--- ASSIGNMENT ---
The stretch wanted below opens at the line containing "let mut info = HashMap::new();" and closes at the line containing "if let Some(caps) = self.ssh_info.captures(banner)". Please return it exactly, with no other lines.

(MATERIAL TO PROCESS)

//! Discovery pipeline scenarios with a faked scanner subprocess.
//!
//! The pipeline consumes any shell command's stdout, so these tests
//! substitute `printf`/`sleep` for masscan and drive real jobs through a
//! real in-memory store.

use dragnet_db::{CreateJobRequest, Store};
use dragnet_protocol::{JobStatus, PrimaryJobType, ScanOptions};
use dragnet_worker::handlers::JobHandlers;
use dragnet_worker::masscan::DiscoveryPipeline;
use dragnet_worker::ShutdownSignal;

async fn setup() -> (Store, dragnet_db::WorkerRow) {
    let store = Store::open_in_memory().await.unwrap();
    let worker = store
        .register_worker(
            "pipeline-test",
            "testhost",
            1,
            &["masscan".to_string(), "banner_grab".to_string()],
            1,
            "0.1.0",
        )
        .await
        .unwrap();
    (store, worker)
}

async fn claim_and_run(store: &Store, worker: &dragnet_db::WorkerRow, fake_cmd: &str) {
    let claimed = store.claim_primary(worker).await.unwrap().unwrap();
    let handlers = JobHandlers::new(store.clone())
        .with_pipeline(DiscoveryPipeline::new(store.clone()).with_command_override(fake_cmd));
    handlers.run_primary(&claimed, &ShutdownSignal::new()).await;
}

#[tokio::test]
async fn small_subnet_scan_end_to_end() {
    let (store, worker) = setup().await;
    let job = store
        .create_primary_job(CreateJobRequest {
            ports: vec![22, 80],
            options: ScanOptions {
                rate: Some(100),
                timeout: Some(60),
                ..Default::default()
            },
            ..CreateJobRequest::new(PrimaryJobType::Masscan, "10.0.0.0/30")
        })
        .await
        .unwrap();

    let fake = "printf 'Discovered open port 22/tcp on 10.0.0.1\\nDiscovered open port 80/tcp on 10.0.0.2\\n'";
    claim_and_run(&store, &worker, fake).await;

    let job = store.primary_by_uuid(&job.job_uuid).await.unwrap().unwrap();
    assert_eq!(job.status(), JobStatus::Completed);
    assert_eq!(job.progress, 100);
    assert!(job.started_at.is_some());
    assert!(job.completed_at.is_some());
    assert!(job.scan_id.is_some());

    let scan = store.scan_by_id(job.scan_id.unwrap()).await.unwrap().unwrap();
    assert_eq!(scan.status, "completed");
    assert!(scan.end_time.is_some());

    let hosts: i64 = sqlx::query_scalar("SELECT COUNT(*) FROM hosts")
        .fetch_one(store.pool())
        .await
        .unwrap();
    assert_eq!(hosts, 2);

    let ports: Vec<(i64, String)> =
        sqlx::query_as("SELECT port_number, proto FROM ports ORDER BY port_number")
            .fetch_all(store.pool())
            .await
            .unwrap();
    assert_eq!(ports, vec![(22, "tcp".to_string()), (80, "tcp".to_string())]);

    let counts: Vec<(String, i64)> = sqlx::query_as(
        "SELECT job_type, COUNT(*) FROM ancillary_jobs GROUP BY job_type ORDER BY job_type",
    )
    .fetch_all(store.pool())
    .await
    .unwrap();
    let get = |ty: &str| counts.iter().find(|(t, _)| t == ty).map(|(_, n)| *n).unwrap_or(0);
    assert_eq!(get("banner_grab"), 2);
    assert_eq!(get("domain_enum"), 2);
    assert_eq!(get("ssl_cert"), 0);
}

#[tokio::test]
async fn https_discovery_triggers_ssl_cascade() {
    let (store, worker) = setup().await;
    store
        .create_primary_job(CreateJobRequest::new(PrimaryJobType::Masscan, "203.0.113.5"))
        .await
        .unwrap();

    claim_and_run(
        &store,
        &worker,
        "printf 'Discovered open port 443/tcp on 203.0.113.5\\n'",
    )
    .await;

    let jobs: Vec<(String, i64)> = sqlx::query_as(
        "SELECT job_type, priority FROM ancillary_jobs ORDER BY job_type",
    )
    .fetch_all(store.pool())
    .await
    .unwrap();
    assert_eq!(
        jobs,
        vec![
            ("banner_grab".to_string(), 0),
            ("domain_enum".to_string(), 1),
            ("geolocation".to_string(), 2),
            ("ssl_cert".to_string(), 2),
        ]
    );
}

#[tokio::test]
async fn scan_timeout_kills_the_subprocess_and_fails_the_job() {
    let (store, worker) = setup().await;
    let job = store
        .create_primary_job(CreateJobRequest {
            options: ScanOptions {
                timeout: Some(1),
                ..Default::default()
            },
            ..CreateJobRequest::new(PrimaryJobType::Masscan, "198.51.100.0/24")
        })
        .await
        .unwrap();

    let started = std::time::Instant::now();
    claim_and_run(&store, &worker, "sleep 60").await;
    assert!(started.elapsed() < std::time::Duration::from_secs(30));

    let job = store.primary_by_uuid(&job.job_uuid).await.unwrap().unwrap();
    assert_eq!(job.status(), JobStatus::Failed);
    assert!(job
        .error_message
        .as_deref()
        .unwrap()
        .contains("timed out after 1 seconds"));

    let scan = store.scan_by_id(job.scan_id.unwrap()).await.unwrap().unwrap();
    assert_ne!(scan.status, "running");
}

#[tokio::test]
async fn failing_subprocess_fails_the_job() {
    let (store, worker) = setup().await;
    let job = store
        .create_primary_job(CreateJobRequest::new(PrimaryJobType::Masscan, "192.0.2.1"))
        .await
        .unwrap();

    claim_and_run(&store, &worker, "exit 3").await;

    let job = store.primary_by_uuid(&job.job_uuid).await.unwrap().unwrap();
    assert_eq!(job.status(), JobStatus::Failed);
    assert!(job.error_message.as_deref().unwrap().contains("exit code 3"));
}

#[tokio::test]
async fn unsupported_primary_types_fail_cleanly() {
    let (store, _) = setup().await;
    let worker = store
        .register_worker(
            "nmap-test",
            "testhost",
            2,
            &["nmap".to_string()],
            1,
            "0.1.0",
        )
        .await
        .unwrap();
    let job = store
        .create_primary_job(CreateJobRequest::new(PrimaryJobType::Nmap, "192.0.2.1"))
        .await
        .unwrap();

    let claimed = store.claim_primary(&worker).await.unwrap().unwrap();
    let handlers = JobHandlers::new(store.clone());
    handlers.run_primary(&claimed, &ShutdownSignal::new()).await;

    let job = store.primary_by_uuid(&job.job_uuid).await.unwrap().unwrap();
    assert_eq!(job.status(), JobStatus::Failed);
    assert!(job
        .error_message
        .as_deref()
        .unwrap()
        .contains("unsupported job type"));
}

#[tokio::test]
async fn cancelled_job_is_not_resurrected() {
    let (store, worker) = setup().await;
    let job = store
        .create_primary_job(CreateJobRequest::new(PrimaryJobType::Masscan, "192.0.2.1"))
        .await
        .unwrap();

    let claimed = store.claim_primary(&worker).await.unwrap().unwrap();
    // Cancellation lands while the job is still queued.
    assert!(store.cancel_job(&job.job_uuid).await.unwrap());

    let handlers = JobHandlers::new(store.clone())
        .with_pipeline(DiscoveryPipeline::new(store.clone()).with_command_override("true"));
    handlers.run_primary(&claimed, &ShutdownSignal::new()).await;

    let job = store.primary_by_uuid(&job.job_uuid).await.unwrap().unwrap();
    assert_eq!(job.status(), JobStatus::Cancelled);
    // The handler never ran, so no scan row was attached.
    assert!(job.scan_id.is_none());
}

#[tokio::test]
async fn repeated_run_is_idempotent() {
    let (store, worker) = setup().await;
    store
        .create_primary_job(CreateJobRequest::new(PrimaryJobType::Masscan, "10.0.0.1"))
        .await
        .unwrap();
    store
        .create_primary_job(CreateJobRequest::new(PrimaryJobType::Masscan, "10.0.0.1"))
        .await
        .unwrap();

    let fake = "printf 'Discovered open port 22/tcp on 10.0.0.1\\n'";
    claim_and_run(&store, &worker, fake).await;
    claim_and_run(&store, &worker, fake).await;

    let hosts: i64 = sqlx::query_scalar("SELECT COUNT(*) FROM hosts")
        .fetch_one(store.pool())
        .await
        .unwrap();
    let ports: i64 = sqlx::query_scalar("SELECT COUNT(*) FROM ports")
        .fetch_one(store.pool())
        .await
        .unwrap();
    assert_eq!(hosts, 1);
    assert_eq!(ports, 1);
    // One banner job per discovery line is expected (at-least-once), but
    // host-level jobs stay deduplicated.
    let domain_jobs: i64 = sqlx::query_scalar(
        "SELECT COUNT(*) FROM ancillary_jobs WHERE job_type = 'domain_enum'",
    )
    .fetch_one(store.pool())
    .await
    .unwrap();
    assert_eq!(domain_jobs, 1);
}
impl BannerAnalyzer {
    pub fn new() -> Self {
        let table: &[(ServiceType, &[(&str, f64)])] = &[
            (
                ServiceType::Http,
                &[
                    (r"(apache|httpd)", 0.9),
                    (r"nginx", 0.9),
                    (r"iis", 0.9),
                    (r"lighttpd", 0.8),
                    (r"caddy", 0.8),
                    (r"http/1\.[01]", 0.7),
                    (r"server:\s*([^\r\n]+)", 0.6),
                ],
            ),
            (
                ServiceType::Https,
                &[
                    (r"https", 0.8),
                    (r"ssl", 0.7),
                    (r"tls", 0.7),
                    (r"secure", 0.6),
                ],
            ),
            (
                ServiceType::Ssh,
                &[
                    (r"ssh-2\.0", 0.95),
                    (r"openssh", 0.9),
                    (r"dropbear", 0.8),
                    (r"libssh", 0.7),
                ],
            ),
            (
                ServiceType::Ftp,
                &[
                    (r"vsftpd", 0.9),
                    (r"proftpd", 0.8),
                    (r"pure-ftpd", 0.8),
                    (r"220.*ftp", 0.7),
                ],
            ),
            (
                ServiceType::Smtp,
                &[
                    (r"postfix", 0.9),
                    (r"sendmail", 0.8),
                    (r"exim", 0.8),
                    (r"220.*smtp", 0.7),
                    (r"esmtp", 0.7),
                ],
            ),
            (
                ServiceType::Dns,
                &[
                    (r"bind", 0.9),
                    (r"dnsmasq", 0.8),
                    (r"powerdns", 0.8),
                    (r"53.*dns", 0.6),
                ],
            ),
            (
                ServiceType::Mysql,
                &[(r"mysql", 0.9), (r"mariadb", 0.9), (r"percona", 0.8)],
            ),
            (
                ServiceType::Postgresql,
                &[(r"postgresql", 0.9), (r"postgres", 0.8)],
            ),
            (ServiceType::Redis, &[(r"redis", 0.9)]),
            (
                ServiceType::Mongodb,
                &[(r"mongodb", 0.9), (r"mongo", 0.8)],
            ),
            (
                ServiceType::Mssql,
                &[(r"mssql", 0.9), (r"sql server", 0.8)],
            ),
            (ServiceType::Telnet, &[(r"telnet", 0.8)]),
            (
                ServiceType::Imap,
                &[(r"imap", 0.8), (r"dovecot", 0.9)],
            ),
            (ServiceType::Pop3, &[(r"pop3", 0.8)]),
            (
                ServiceType::Rdp,
                &[(r"rdp", 0.8), (r"terminal services", 0.7)],
            ),
            (
                ServiceType::Vnc,
                &[(r"vnc", 0.8), (r"tightvnc", 0.9), (r"tigervnc", 0.9)],
            ),
        ];

        let patterns = table
            .iter()
            .map(|(service, entries)| {
                let compiled = entries
                    .iter()
                    .map(|(pattern, confidence)| {
                        (Regex::new(pattern).expect("static pattern"), *confidence)
                    })
                    .collect();
                (*service, compiled)
            })
            .collect();

        let version_table: &[(ServiceType, &[&str])] = &[
            (
                ServiceType::Http,
                &[
                    r"apache/([0-9.]+)",
                    r"nginx/([0-9.]+)",
                    r"iis/([0-9.]+)",
                    r"server:\s*([^\r\n]+)",
                ],
            ),
            (
                ServiceType::Ssh,
                &[r"openssh_([0-9.]+)", r"ssh-2\.0-([^\s]+)"],
            ),
            (
                ServiceType::Ftp,
                &[r"vsftpd\s+([0-9.]+)", r"proftpd\s+([0-9.]+)"],
            ),
            (
                ServiceType::Smtp,
                &[r"postfix/([0-9.]+)", r"sendmail\s+([0-9.]+)"],
            ),
            (
                ServiceType::Mysql,
                &[r"mysql\s+([0-9.]+)", r"mariadb\s+([0-9.]+)"],
            ),
        ];
        let version_patterns = version_table
            .iter()
            .map(|(service, entries)| {
                let compiled = entries
                    .iter()
                    .map(|pattern| Regex::new(pattern).expect("static pattern"))
                    .collect();
                (*service, compiled)
            })
            .collect();

        Self {
            patterns,
            version_patterns,
            server_header: Regex::new(r"server:\s*([^\r\n]+)").expect("static pattern"),
            ssh_info: Regex::new(r"ssh-([0-9.]+)-(\S+)").expect("static pattern"),
        }
    }

    /// Classify a banner observed on `port`, strongest detection first.
    pub fn analyze(&self, banner: &str, port: u16) -> Vec<ServiceDetection> {
        if banner.trim().is_empty() {
            return vec![ServiceDetection::new(ServiceType::Unknown, 0.0)];
        }

        let banner = banner.to_lowercase();
        let mut detections = Vec::new();

        for (service, patterns) in &self.patterns {
            for (pattern, base_confidence) in patterns {
                if pattern.is_match(&banner) {
                    let confidence =
                        self.adjusted_confidence(*base_confidence, &banner, port, *service);
                    let mut detection = ServiceDetection::new(*service, confidence);
                    detection.version = self.extract_version(&banner, *service);
                    detection.additional_info = self.extract_additional_info(&banner, *service);
                    detections.push(detection);
                }
            }
        }

        // Generic fallback buckets when no named service matched.
        if detections.is_empty() {
            if SSL_INDICATORS.iter().any(|ind| banner.contains(ind)) {
                detections.push(ServiceDetection::new(ServiceType::Https, 0.5));
            } else if WEB_INDICATORS.iter().any(|ind| banner.contains(ind)) {
                detections.push(ServiceDetection::new(ServiceType::Http, 0.5));
            } else {
                detections.push(ServiceDetection::new(ServiceType::Unknown, 0.0));
            }
        }

        // HTTP spoken on 443 is almost certainly HTTPS underneath.
        if port == 443
            && detections
                .iter()
                .any(|d| d.service_type == ServiceType::Http)
        {
            detections.push(ServiceDetection::new(ServiceType::Https, 0.9));
        }

        detections.sort_by(|a, b| b.confidence.total_cmp(&a.confidence));
        detections
    }

    fn adjusted_confidence(
        &self,
        base: f64,
        banner: &str,
        port: u16,
        service: ServiceType,
    ) -> f64 {
        let mut confidence = base;

        if service.affinity_ports().contains(&port) {
            confidence += 0.1;
        }

        if matches!(service, ServiceType::Http | ServiceType::Https) {
            let hits = WEB_INDICATORS
                .iter()
                .filter(|ind| banner.contains(*ind))
                .count();
            if hits > 1 {
                confidence += 0.1;
            }
        }
        if service == ServiceType::Https {
            let hits = SSL_INDICATORS
                .iter()
                .filter(|ind| banner.contains(*ind))
                .count();
            if hits > 1 {
                confidence += 0.1;
            }
        }

        confidence.min(1.0)
    }

    fn extract_version(&self, banner: &str, service: ServiceType) -> Option<String> {
        let patterns = self
            .version_patterns
            .iter()
            .find(|(svc, _)| *svc == service)
            .map(|(_, patterns)| patterns)?;
        for pattern in patterns {
            if let Some(caps) = pattern.captures(banner) {
                if let Some(version) = caps.get(1) {
                    return Some(version.as_str().to_string());
                }
            }
        }
        None
    }

    fn extract_additional_info(&self, banner: &str, service: ServiceType) -> HashMap<String, String> {
        let mut info = HashMap::new();

        if matches!(service, ServiceType::Http | ServiceType::Https) {
            if let Some(caps) = self.server_header.captures(banner) {
                info.insert("server".to_string(), caps[1].trim().to_string());
            }
        }
        if service == ServiceType::Ssh {
            if let Some(caps) = self.ssh_info.captures(banner) {
                info.insert("ssh_version".to_string(), caps[1].to_string());
                info.insert("software".to_string(), caps[2].to_string());
            }
        }

        info
    }

    /// Should this banner trigger an SSL certificate grab?
    pub fn should_queue_ssl_cert(&self, detections: &[ServiceDetection]) -> bool {
        detections.iter().any(|detection| {
            if detection.service_type == ServiceType::Https {
                return true;
            }
            // Text protocols advertising STARTTLS-style upgrades.
            if matches!(
                detection.service_type,
                ServiceType::Smtp | ServiceType::Imap | ServiceType::Pop3
            ) {
                if let Some(server) = detection.additional_info.get("server") {
                    let server = server.to_lowercase();
                    return SSL_INDICATORS.iter().any(|ind| server.contains(ind));
                }
            }
            false
        })
    }

    /// Should this banner trigger domain enumeration?
    pub fn should_queue_domain_enum(&self, detections: &[ServiceDetection]) -> bool {
        detections.iter().any(|d| {
            matches!(d.service_type, ServiceType::Http | ServiceType::Https)
        })
    }

    /// Priority of a follow-up job: the strongest triggering detection,
    /// scaled to 0..=10.
    pub fn followup_priority(
        &self,
        detections: &[ServiceDetection],
        triggering: &[ServiceType],
    ) -> i64 {
        detections
            .iter()
            .filter(|d| triggering.contains(&d.service_type))
            .map(|d| (d.confidence * 10.0) as i64)
            .max()
            .unwrap_or(0)
    }
}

(End MATERIAL TO PROCESS)

--- RESPONSE TO THE EXERCISE ---
        let mut info = HashMap::new();

        if matches!(service, ServiceType::Http | ServiceType::Https) {
            if let Some(caps) = self.server_header.captures(banner) {
                info.insert("server".to_string(), caps[1].trim().to_string());
            }
        }
        if service == ServiceType::Ssh {
            if let Some(caps) = self.ssh_info.captures(banner) {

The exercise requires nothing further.